▸ Your goal: Collect from the data below each line with "InstanceHandle".
--- The data ---
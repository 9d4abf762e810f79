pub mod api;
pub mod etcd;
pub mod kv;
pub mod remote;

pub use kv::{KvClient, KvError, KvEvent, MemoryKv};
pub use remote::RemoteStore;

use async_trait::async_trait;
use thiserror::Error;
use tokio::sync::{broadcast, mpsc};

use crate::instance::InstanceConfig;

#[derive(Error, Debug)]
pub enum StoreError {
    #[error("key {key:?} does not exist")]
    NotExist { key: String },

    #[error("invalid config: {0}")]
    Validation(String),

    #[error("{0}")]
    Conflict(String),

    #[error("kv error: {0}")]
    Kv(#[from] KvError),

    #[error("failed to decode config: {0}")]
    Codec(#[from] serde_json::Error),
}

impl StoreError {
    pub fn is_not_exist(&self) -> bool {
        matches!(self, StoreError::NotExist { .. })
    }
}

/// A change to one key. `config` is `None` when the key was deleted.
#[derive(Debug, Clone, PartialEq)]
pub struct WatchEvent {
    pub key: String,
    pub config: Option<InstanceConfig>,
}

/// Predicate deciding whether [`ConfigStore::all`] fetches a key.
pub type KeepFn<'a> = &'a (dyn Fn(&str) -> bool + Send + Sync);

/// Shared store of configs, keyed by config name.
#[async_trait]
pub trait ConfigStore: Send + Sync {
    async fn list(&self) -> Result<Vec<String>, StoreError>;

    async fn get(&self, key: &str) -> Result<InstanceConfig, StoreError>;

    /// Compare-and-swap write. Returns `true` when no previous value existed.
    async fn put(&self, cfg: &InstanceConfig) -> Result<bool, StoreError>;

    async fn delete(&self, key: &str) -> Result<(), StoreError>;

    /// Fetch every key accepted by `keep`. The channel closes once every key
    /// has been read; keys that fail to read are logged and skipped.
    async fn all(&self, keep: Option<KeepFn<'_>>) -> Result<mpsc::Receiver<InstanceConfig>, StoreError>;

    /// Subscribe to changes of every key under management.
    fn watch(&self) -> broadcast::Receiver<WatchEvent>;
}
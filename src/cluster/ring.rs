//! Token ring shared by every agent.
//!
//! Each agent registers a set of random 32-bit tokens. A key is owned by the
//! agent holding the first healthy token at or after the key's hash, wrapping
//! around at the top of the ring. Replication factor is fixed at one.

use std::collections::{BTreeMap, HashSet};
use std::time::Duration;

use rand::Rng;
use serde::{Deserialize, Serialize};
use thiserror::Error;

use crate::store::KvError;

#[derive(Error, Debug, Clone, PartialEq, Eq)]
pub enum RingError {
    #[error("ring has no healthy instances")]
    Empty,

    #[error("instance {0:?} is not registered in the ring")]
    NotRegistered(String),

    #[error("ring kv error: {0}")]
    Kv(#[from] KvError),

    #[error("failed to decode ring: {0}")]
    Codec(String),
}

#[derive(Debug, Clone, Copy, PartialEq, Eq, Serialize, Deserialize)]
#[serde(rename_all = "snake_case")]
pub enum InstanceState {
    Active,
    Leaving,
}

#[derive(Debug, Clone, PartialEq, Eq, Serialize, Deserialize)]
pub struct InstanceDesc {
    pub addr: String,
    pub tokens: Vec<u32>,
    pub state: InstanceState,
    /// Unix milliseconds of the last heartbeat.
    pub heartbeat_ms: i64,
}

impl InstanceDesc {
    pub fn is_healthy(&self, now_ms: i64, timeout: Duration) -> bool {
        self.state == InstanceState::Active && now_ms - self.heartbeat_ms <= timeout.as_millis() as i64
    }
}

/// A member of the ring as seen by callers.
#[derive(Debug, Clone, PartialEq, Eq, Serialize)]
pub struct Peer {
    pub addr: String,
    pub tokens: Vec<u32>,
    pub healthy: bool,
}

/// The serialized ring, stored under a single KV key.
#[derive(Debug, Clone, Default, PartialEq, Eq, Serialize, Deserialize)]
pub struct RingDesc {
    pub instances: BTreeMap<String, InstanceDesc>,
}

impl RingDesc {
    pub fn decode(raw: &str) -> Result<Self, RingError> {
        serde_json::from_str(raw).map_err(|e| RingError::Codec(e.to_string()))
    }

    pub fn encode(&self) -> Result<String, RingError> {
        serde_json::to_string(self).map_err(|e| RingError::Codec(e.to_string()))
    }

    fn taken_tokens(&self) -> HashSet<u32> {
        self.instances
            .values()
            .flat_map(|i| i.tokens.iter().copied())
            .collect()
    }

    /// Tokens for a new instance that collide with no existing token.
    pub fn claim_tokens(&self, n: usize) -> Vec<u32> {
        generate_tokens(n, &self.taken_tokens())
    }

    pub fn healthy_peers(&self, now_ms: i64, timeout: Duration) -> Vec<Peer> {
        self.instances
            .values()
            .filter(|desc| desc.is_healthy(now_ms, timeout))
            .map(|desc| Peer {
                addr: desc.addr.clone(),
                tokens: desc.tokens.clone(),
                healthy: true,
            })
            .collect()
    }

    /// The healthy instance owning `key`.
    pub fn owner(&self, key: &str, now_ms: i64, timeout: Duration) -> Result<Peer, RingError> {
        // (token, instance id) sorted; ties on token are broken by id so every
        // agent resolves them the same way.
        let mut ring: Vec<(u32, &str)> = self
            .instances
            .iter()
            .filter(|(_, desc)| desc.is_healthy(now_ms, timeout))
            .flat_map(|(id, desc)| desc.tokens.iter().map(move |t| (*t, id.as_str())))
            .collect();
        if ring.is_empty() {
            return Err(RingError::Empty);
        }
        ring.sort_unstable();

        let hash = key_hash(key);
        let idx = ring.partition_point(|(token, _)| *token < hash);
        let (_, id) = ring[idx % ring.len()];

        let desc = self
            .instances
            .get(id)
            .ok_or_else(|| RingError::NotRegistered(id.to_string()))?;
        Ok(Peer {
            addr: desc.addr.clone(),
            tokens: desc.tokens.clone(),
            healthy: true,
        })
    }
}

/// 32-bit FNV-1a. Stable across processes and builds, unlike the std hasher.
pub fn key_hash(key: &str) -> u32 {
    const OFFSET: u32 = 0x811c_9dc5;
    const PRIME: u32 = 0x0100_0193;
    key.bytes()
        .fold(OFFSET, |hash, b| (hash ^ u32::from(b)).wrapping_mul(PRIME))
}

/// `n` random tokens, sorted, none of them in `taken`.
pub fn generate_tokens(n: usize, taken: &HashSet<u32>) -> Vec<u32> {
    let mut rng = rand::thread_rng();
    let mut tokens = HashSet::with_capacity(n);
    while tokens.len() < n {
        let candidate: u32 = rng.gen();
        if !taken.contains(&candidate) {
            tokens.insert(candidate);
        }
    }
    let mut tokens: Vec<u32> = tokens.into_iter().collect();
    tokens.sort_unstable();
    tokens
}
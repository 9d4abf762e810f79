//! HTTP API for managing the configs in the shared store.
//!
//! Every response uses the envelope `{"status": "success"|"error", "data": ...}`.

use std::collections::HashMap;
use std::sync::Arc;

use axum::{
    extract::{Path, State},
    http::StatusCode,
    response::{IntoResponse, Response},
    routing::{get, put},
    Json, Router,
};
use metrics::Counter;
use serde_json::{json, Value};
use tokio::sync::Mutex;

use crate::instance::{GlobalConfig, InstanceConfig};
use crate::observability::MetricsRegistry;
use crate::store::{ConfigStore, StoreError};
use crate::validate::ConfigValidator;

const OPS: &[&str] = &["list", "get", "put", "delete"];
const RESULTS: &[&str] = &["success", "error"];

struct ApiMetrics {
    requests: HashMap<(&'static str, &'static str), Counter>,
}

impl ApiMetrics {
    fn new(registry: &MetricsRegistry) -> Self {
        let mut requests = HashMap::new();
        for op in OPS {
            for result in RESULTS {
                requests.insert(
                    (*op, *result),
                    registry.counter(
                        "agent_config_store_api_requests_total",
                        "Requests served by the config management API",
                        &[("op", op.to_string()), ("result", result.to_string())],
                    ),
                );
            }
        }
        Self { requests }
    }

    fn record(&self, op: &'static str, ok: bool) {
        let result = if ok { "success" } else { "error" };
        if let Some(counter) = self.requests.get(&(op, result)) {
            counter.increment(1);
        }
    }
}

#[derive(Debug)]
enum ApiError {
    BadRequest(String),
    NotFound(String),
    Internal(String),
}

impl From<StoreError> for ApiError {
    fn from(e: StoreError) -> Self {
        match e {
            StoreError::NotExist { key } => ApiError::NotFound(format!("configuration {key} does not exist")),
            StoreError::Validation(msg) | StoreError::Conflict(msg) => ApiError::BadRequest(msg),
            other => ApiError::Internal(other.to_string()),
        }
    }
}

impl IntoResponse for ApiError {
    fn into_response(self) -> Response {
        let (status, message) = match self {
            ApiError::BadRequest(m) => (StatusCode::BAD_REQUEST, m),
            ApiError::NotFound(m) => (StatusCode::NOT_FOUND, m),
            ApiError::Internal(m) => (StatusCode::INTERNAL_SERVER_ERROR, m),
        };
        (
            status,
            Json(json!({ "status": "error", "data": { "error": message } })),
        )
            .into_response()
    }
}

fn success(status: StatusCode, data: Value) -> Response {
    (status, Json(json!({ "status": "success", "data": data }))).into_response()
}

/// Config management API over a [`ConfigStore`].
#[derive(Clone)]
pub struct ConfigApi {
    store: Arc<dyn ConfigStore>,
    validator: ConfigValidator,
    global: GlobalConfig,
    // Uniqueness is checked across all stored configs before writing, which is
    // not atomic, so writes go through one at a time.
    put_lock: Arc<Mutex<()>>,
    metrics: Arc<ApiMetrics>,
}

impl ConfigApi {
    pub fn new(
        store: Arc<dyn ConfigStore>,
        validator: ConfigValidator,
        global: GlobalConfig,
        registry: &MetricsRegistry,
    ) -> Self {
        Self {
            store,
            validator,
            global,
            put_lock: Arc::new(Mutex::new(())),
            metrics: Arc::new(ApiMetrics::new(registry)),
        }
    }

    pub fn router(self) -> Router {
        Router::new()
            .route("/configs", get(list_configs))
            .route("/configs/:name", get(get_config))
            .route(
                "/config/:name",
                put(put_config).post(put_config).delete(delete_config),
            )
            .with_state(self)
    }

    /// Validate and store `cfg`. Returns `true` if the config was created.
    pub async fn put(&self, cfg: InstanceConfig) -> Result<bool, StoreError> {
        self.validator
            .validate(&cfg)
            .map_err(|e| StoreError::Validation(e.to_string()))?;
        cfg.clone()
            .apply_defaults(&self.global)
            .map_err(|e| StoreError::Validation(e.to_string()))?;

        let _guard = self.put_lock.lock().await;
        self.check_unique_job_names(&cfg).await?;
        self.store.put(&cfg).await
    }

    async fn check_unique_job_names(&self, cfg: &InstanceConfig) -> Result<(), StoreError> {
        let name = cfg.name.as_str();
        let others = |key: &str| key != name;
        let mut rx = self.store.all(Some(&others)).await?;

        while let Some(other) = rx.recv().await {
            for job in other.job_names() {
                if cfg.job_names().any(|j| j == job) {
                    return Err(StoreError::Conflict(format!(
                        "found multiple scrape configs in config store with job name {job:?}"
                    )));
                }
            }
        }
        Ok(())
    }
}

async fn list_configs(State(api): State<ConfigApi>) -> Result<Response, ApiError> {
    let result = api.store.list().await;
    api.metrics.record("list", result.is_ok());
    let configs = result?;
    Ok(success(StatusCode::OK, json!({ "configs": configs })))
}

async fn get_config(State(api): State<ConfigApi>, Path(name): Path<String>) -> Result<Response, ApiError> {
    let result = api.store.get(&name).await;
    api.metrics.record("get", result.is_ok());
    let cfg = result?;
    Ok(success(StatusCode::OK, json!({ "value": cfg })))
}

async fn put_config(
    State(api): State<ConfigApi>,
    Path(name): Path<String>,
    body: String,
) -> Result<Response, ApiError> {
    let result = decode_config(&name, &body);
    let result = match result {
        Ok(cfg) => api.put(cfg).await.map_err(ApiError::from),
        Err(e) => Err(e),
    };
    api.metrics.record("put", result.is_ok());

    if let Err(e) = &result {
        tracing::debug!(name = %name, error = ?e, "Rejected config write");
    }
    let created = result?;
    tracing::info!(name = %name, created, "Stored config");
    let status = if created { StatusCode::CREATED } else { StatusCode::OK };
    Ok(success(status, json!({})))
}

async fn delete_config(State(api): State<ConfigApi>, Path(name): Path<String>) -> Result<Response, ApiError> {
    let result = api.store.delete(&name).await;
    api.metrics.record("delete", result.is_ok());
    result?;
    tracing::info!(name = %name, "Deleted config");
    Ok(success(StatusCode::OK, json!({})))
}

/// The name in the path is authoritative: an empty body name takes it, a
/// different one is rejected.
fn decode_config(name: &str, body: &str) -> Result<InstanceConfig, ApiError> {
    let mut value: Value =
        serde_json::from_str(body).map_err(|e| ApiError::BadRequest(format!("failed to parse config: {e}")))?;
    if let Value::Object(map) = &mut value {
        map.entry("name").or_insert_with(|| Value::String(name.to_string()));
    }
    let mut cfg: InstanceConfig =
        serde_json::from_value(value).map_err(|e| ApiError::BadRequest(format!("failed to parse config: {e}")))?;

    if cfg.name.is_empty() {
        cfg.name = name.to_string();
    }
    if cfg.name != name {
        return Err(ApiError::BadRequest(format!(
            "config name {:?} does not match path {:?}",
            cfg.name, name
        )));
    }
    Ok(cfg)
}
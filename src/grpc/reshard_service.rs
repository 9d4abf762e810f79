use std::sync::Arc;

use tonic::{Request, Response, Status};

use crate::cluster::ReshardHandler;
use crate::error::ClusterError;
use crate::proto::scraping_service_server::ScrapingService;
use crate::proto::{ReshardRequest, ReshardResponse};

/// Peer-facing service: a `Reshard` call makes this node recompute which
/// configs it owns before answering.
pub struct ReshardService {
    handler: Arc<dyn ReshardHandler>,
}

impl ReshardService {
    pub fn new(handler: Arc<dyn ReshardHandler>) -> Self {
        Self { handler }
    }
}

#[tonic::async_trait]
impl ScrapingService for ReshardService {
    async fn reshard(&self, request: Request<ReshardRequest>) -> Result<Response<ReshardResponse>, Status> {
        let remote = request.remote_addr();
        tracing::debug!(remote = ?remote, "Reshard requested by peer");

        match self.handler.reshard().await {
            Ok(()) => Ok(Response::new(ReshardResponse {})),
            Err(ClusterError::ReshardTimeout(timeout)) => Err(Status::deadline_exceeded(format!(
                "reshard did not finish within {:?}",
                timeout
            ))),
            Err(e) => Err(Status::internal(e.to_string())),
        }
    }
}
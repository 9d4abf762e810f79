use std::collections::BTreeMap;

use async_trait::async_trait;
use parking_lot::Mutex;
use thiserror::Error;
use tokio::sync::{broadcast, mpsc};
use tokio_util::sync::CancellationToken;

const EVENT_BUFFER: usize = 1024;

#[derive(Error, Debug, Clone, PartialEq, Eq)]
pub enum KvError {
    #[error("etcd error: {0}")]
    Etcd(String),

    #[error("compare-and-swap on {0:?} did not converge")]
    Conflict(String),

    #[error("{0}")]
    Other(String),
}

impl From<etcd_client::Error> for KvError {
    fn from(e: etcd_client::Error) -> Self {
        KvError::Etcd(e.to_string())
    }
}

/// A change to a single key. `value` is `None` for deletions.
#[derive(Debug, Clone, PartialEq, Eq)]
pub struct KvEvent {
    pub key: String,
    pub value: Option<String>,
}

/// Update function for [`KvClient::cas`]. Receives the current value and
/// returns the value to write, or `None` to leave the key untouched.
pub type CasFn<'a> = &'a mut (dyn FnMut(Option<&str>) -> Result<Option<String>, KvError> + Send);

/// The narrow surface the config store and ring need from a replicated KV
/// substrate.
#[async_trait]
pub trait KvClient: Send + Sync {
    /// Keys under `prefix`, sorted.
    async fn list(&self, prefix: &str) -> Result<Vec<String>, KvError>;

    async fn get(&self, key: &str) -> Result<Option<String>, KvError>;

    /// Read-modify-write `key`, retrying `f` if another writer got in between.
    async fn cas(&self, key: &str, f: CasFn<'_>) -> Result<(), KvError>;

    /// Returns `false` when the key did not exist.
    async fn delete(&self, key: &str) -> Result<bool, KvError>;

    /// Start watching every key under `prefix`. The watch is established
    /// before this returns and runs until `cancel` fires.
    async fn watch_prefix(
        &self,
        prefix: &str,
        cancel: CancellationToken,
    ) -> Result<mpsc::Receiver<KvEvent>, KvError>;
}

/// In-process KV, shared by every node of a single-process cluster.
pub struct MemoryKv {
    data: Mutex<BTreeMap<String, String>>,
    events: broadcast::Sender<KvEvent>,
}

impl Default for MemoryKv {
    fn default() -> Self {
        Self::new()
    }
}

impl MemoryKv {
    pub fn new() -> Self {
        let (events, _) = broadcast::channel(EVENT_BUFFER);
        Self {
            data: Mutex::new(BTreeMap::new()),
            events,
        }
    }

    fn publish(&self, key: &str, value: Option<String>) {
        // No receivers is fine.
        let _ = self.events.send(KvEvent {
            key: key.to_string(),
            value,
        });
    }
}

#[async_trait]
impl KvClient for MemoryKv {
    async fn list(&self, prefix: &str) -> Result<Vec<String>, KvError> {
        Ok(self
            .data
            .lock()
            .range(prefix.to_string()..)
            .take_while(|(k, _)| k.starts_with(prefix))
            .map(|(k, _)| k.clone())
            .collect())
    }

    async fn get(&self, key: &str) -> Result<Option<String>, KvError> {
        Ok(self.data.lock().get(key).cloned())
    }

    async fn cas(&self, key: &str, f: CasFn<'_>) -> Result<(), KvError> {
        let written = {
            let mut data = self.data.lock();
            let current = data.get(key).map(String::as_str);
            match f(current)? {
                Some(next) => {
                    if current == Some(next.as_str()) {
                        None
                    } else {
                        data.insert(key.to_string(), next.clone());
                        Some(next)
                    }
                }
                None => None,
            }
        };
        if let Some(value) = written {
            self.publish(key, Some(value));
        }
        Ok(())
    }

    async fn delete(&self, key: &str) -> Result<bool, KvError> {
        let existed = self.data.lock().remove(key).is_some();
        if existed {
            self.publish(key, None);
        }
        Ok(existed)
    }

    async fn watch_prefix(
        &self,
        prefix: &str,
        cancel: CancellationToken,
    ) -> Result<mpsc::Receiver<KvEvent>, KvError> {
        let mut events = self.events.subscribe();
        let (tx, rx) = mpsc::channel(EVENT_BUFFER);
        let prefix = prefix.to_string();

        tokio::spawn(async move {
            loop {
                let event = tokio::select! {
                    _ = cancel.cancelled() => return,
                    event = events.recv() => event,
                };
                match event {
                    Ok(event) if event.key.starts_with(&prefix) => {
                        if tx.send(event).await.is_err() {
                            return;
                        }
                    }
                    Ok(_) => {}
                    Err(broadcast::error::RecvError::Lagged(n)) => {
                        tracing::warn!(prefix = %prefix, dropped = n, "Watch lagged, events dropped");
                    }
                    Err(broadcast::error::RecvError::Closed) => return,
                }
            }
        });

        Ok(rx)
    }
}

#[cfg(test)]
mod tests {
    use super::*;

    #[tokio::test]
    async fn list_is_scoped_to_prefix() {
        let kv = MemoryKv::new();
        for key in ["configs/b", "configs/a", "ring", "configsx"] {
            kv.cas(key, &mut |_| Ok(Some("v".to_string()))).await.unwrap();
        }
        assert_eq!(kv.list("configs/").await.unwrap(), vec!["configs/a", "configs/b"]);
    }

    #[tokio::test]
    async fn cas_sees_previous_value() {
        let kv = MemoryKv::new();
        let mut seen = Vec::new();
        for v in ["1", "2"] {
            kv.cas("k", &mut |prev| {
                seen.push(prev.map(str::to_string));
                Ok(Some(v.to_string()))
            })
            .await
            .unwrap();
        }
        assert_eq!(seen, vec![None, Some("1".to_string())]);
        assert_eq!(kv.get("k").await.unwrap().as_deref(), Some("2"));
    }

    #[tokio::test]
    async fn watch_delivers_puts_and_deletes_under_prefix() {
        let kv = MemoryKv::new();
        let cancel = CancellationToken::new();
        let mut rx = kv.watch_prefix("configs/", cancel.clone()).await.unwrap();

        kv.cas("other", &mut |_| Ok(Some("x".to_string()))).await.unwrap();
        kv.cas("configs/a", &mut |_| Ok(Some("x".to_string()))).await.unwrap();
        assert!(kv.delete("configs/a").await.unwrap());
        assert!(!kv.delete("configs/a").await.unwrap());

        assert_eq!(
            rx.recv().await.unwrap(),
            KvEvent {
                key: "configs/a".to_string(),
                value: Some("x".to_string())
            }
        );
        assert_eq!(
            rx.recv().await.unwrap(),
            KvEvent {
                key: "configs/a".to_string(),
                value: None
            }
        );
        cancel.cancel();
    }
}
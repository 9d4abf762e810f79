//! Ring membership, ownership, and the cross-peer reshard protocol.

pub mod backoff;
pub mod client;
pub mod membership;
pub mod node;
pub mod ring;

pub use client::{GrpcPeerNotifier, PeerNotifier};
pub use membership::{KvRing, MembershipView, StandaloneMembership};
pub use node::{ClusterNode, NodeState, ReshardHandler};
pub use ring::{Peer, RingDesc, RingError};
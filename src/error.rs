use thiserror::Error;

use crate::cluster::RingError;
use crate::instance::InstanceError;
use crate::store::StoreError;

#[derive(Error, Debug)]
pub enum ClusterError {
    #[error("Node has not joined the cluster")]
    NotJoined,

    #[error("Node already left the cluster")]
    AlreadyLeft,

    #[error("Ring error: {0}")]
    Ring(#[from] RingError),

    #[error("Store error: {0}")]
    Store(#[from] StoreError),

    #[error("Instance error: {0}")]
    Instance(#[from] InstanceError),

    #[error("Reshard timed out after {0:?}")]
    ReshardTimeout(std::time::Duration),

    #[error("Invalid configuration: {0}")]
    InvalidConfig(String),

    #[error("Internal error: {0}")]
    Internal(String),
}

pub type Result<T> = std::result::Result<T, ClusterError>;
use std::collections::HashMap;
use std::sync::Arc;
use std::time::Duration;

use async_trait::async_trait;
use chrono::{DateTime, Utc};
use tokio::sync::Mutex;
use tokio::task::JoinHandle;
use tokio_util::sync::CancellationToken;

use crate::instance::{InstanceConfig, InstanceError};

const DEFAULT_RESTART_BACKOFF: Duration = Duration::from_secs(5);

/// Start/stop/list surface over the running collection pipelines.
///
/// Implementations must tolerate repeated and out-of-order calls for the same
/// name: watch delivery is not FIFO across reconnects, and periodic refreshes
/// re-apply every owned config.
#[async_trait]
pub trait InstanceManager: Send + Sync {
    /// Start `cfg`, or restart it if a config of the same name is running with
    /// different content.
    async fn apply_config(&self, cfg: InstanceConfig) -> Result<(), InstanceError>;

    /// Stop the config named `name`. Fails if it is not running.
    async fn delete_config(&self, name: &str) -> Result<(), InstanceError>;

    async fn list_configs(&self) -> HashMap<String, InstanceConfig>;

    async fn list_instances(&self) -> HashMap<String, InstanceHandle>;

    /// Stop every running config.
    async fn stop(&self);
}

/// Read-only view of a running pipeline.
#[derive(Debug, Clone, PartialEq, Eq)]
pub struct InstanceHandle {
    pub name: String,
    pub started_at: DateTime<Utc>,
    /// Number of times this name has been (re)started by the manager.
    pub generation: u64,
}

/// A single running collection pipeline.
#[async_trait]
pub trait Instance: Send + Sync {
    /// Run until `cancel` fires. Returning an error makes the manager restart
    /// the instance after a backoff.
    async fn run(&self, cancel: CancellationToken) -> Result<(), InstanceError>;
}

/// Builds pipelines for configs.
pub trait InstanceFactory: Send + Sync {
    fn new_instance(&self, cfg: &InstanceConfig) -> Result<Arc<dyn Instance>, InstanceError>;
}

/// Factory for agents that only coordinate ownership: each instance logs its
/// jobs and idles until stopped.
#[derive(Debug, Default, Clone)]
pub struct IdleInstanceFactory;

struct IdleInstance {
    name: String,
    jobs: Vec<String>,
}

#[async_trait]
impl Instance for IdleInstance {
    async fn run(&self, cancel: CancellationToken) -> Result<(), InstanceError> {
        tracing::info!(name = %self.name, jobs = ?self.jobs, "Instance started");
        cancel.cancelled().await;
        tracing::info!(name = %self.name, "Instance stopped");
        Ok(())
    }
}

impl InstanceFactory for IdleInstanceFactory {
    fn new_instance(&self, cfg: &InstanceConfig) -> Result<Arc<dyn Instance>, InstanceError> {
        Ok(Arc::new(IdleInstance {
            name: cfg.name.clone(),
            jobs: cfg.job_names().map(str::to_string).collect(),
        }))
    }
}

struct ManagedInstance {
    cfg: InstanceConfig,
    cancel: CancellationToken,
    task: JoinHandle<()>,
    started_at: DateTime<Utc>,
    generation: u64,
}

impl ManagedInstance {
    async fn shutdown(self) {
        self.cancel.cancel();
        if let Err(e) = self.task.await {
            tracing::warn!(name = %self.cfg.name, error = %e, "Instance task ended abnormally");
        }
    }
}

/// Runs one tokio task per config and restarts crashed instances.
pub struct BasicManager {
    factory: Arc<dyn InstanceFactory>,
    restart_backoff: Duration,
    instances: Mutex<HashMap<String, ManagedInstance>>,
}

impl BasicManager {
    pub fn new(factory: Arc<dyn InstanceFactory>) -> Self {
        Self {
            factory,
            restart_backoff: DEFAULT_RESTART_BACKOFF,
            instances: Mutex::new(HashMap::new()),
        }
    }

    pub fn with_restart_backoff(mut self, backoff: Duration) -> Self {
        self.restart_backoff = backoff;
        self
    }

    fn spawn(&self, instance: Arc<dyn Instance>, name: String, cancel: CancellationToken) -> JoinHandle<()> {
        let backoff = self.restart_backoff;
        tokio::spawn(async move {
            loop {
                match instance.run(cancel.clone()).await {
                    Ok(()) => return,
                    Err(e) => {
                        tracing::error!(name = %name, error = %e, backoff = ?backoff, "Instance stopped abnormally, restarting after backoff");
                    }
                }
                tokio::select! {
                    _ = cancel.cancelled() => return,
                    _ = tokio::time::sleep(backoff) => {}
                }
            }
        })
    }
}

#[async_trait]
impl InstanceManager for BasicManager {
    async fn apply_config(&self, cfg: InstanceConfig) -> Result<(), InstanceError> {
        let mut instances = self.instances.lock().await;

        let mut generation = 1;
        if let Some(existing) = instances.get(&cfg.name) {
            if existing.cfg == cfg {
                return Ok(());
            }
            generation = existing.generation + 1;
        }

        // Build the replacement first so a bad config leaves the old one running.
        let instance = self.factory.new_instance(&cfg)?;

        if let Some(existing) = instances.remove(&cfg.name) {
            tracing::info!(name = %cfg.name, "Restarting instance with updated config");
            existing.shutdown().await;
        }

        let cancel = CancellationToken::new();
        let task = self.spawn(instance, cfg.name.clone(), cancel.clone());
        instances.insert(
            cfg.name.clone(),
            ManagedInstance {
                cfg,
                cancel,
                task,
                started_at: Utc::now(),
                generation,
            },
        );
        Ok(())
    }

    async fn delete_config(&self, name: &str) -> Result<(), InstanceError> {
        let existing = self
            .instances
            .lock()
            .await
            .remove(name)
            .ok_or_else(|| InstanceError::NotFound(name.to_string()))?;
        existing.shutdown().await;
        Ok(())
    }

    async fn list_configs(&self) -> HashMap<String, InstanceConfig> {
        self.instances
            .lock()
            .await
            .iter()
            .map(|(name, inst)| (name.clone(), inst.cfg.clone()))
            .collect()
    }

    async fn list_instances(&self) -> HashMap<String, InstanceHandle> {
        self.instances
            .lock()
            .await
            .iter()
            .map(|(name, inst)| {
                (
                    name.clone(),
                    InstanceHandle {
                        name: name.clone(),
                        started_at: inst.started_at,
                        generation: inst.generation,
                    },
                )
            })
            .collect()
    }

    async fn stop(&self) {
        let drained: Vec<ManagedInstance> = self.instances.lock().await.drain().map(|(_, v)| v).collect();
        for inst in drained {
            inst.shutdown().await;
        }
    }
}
---
▸ Result for this task:
    async fn list_instances(&self) -> HashMap<String, InstanceHandle>;
pub struct InstanceHandle {
    async fn list_instances(&self) -> HashMap<String, InstanceHandle> {
                    InstanceHandle {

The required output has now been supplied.